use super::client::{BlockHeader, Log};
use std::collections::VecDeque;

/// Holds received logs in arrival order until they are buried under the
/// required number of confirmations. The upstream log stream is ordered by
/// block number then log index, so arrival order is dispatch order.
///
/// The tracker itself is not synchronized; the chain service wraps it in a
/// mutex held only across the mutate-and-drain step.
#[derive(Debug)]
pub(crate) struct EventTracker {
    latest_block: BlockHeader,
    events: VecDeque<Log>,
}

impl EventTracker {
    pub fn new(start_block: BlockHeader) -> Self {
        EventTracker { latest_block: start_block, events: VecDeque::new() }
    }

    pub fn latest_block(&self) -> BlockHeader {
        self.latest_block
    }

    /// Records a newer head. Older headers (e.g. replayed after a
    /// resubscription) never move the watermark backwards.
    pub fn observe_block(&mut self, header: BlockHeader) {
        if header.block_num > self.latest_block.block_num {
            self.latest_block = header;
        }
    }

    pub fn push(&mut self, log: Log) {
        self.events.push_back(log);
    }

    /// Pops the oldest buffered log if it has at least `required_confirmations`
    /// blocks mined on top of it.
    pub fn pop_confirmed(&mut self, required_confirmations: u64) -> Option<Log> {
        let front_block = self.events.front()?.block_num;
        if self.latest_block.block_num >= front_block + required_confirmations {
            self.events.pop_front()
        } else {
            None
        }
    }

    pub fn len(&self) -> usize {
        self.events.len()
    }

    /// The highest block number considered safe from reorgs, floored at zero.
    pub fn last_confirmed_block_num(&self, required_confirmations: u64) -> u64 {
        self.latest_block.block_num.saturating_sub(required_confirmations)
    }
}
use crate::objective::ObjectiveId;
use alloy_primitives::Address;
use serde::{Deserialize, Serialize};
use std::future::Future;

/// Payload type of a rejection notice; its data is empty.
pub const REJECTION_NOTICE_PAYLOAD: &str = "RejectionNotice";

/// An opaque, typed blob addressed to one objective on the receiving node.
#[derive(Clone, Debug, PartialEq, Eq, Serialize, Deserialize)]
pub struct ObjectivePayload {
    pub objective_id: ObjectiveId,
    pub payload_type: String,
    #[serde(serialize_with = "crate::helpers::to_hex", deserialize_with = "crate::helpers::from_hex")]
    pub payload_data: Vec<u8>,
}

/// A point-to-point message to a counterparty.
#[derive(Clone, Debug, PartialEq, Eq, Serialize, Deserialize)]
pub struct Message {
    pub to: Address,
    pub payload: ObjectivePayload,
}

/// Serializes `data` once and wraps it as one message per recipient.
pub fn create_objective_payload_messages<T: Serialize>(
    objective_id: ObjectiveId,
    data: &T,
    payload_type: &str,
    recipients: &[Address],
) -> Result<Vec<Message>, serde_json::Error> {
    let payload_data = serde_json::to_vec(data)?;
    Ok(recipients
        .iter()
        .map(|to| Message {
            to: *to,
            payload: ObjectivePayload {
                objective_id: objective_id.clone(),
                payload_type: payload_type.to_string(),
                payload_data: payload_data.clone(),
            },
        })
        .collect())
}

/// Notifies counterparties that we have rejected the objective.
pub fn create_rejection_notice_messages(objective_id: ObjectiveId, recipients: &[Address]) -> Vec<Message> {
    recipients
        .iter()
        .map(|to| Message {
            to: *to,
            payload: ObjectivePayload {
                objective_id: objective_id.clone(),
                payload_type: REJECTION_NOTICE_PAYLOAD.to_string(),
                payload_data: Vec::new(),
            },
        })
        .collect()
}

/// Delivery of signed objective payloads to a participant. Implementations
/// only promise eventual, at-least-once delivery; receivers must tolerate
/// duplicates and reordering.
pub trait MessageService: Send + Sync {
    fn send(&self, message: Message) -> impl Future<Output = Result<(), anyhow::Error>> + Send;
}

━━━━

INSTRUCTIONS FOR THE TASK: Repeat exactly the lines from the line containing "a participant. Implementations" through the last line of the records above, including both, and nothing else.

ANSWER TO THIS EXERCISE:
/// Delivery of signed objective payloads to a participant. Implementations
/// only promise eventual, at-least-once delivery; receivers must tolerate
/// duplicates and reordering.
pub trait MessageService: Send + Sync {
    fn send(&self, message: Message) -> impl Future<Output = Result<(), anyhow::Error>> + Send;
}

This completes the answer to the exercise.